Wages for Rank-and-File Employees Rising at Their Fastest Rate in a Decade

A new report from the Wall Street Journal confirms wages for rank-and-file workers are rising at the quickest pace in more than a decade, even faster than for bosses, a sign that the labor market has tightened sufficiently to convey bigger increases to lower-paid employees.

In an Op-Ed for the WashingtonTimes, former Wisconsin Governor Scott Walker writes he believes “if unemployment stays low and wages rise, Trump will be unstoppable in 2020.”

Axios reports

Wages for nonsupervisory employees — who make up 82% of the workforce — are rising at the fastest rate in more than a decade, the Wall Street Journal reports.

Why it matters: It indicates that the benefits of a tightening labor market and a time of historically low unemployment rates are finally being passed along to most workers.

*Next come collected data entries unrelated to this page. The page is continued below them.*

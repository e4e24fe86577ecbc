//! # Best-match selection
//!
//! Reduce the qualifying candidates of one input to at most one match, using a
//! total order that does not depend on the order candidates were produced in:
//!
//! 1. smaller angular separation (two separations within
//!    [`SEPARATION_TIE_EPS`] are considered equal),
//! 2. smaller time difference,
//! 3. smaller reference identifier (see
//!    [`compare_observation_ids`]: integers first by value, then the
//!    other identifiers lexicographically).
use ordered_float::OrderedFloat;
use std::cmp::Ordering;

use crate::{
    constants::SEPARATION_TIE_EPS, crossmatch::MatchCandidate,
    observations::compare_observation_ids,
};

/// Ordering of two candidates for the same input, best first.
pub fn compare_candidates(a: &MatchCandidate<'_>, b: &MatchCandidate<'_>) -> Ordering {
    let by_separation = if (a.separation_arcsec - b.separation_arcsec).abs() <= SEPARATION_TIE_EPS
    {
        Ordering::Equal
    } else {
        OrderedFloat(a.separation_arcsec).cmp(&OrderedFloat(b.separation_arcsec))
    };

    by_separation
        .then_with(|| {
            OrderedFloat(a.delta_time_seconds).cmp(&OrderedFloat(b.delta_time_seconds))
        })
        .then_with(|| compare_observation_ids(a.reference.obs_id(), b.reference.obs_id()))
}

/// Pick the best candidate, `None` when there is none.
///
/// See also
/// ------------
/// * [`compare_candidates`] – the ordering applied here.
pub fn select_best<'c, 'a>(candidates: &'c [MatchCandidate<'a>]) -> Option<&'c MatchCandidate<'a>> {
    candidates.iter().min_by(|a, b| compare_candidates(a, b))
}
use criterion::{black_box, criterion_group, criterion_main, BenchmarkId, Criterion};

use mpcq::{
    crossmatch::cross_match, duplicates::find_duplicates,
    observations::observation_set::ObservationSet, time::parse_timestamp, time::shift_seconds,
    Observation, Tolerance,
};

/// Observations of one object spaced `step_s` seconds apart, drifting slowly in RA.
fn synthetic_track(n: usize, prefix: &str, submission: &str, step_s: f64, jitter: f64) -> Vec<Observation> {
    let t0 = parse_timestamp("2024-01-01T00:00:00").expect("valid epoch");
    (0..n)
        .map(|i| {
            let x = i as f64;
            // Deterministic pseudo-noise, keeps runs comparable
            let wobble = (x * 12.9898).sin() * jitter;
            Observation::builder(
                format!("{prefix}{i}"),
                "2024 BX1",
                shift_seconds(t0, x * step_s + wobble),
                (120.0 + x * 1e-4 + wobble * 1e-6).rem_euclid(360.0),
                -12.0 + x * 2e-5,
            )
            .stn("I41")
            .submission_id(submission)
            .build()
            .expect("valid observation")
        })
        .collect()
}

fn bench_cross_match(c: &mut Criterion) {
    let mut group = c.benchmark_group("cross_match");
    let tolerance = Tolerance::default();

    for &n in &[1_000usize, 10_000, 100_000] {
        let reference = ObservationSet::new(synthetic_track(n, "r", "mpc", 10.0, 0.0));
        let inputs = synthetic_track(n / 10, "in", "mine", 100.0, 2.0);

        group.bench_with_input(BenchmarkId::from_parameter(n), &n, |b, _| {
            b.iter(|| black_box(cross_match(&inputs, &reference, &tolerance)))
        });
    }
    group.finish();
}

fn bench_find_duplicates(c: &mut Criterion) {
    let mut group = c.benchmark_group("find_duplicates");
    let tolerance = Tolerance::default();

    for &n in &[1_000usize, 10_000] {
        let mut rows = synthetic_track(n, "a", "s1", 60.0, 0.0);
        rows.extend(synthetic_track(n, "b", "s2", 60.0, 1.0));
        rows.extend(synthetic_track(n / 2, "c", "s3", 120.0, 5.0));

        group.bench_with_input(BenchmarkId::from_parameter(rows.len()), &rows, |b, rows| {
            b.iter(|| black_box(find_duplicates(rows, &tolerance)))
        });
    }
    group.finish();
}

criterion_group!(benches, bench_cross_match, bench_find_duplicates);
criterion_main!(benches);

The big picture: Workers at the bottom of the pay scale have been feeling positive effects on their wages at the end of 2019 — especially when compared to those at the top.

Pay rates the bottom 25% of wage earners rose 4.5% in November from a year earlier, while wages for the top 25% of earners rose only 2.9%, per data from the Federal Reserve Bank of Atlanta.

The bank also found that the rate of pay rises for low-skilled workers matched those for high-skilled workers last month for the first time since 2010.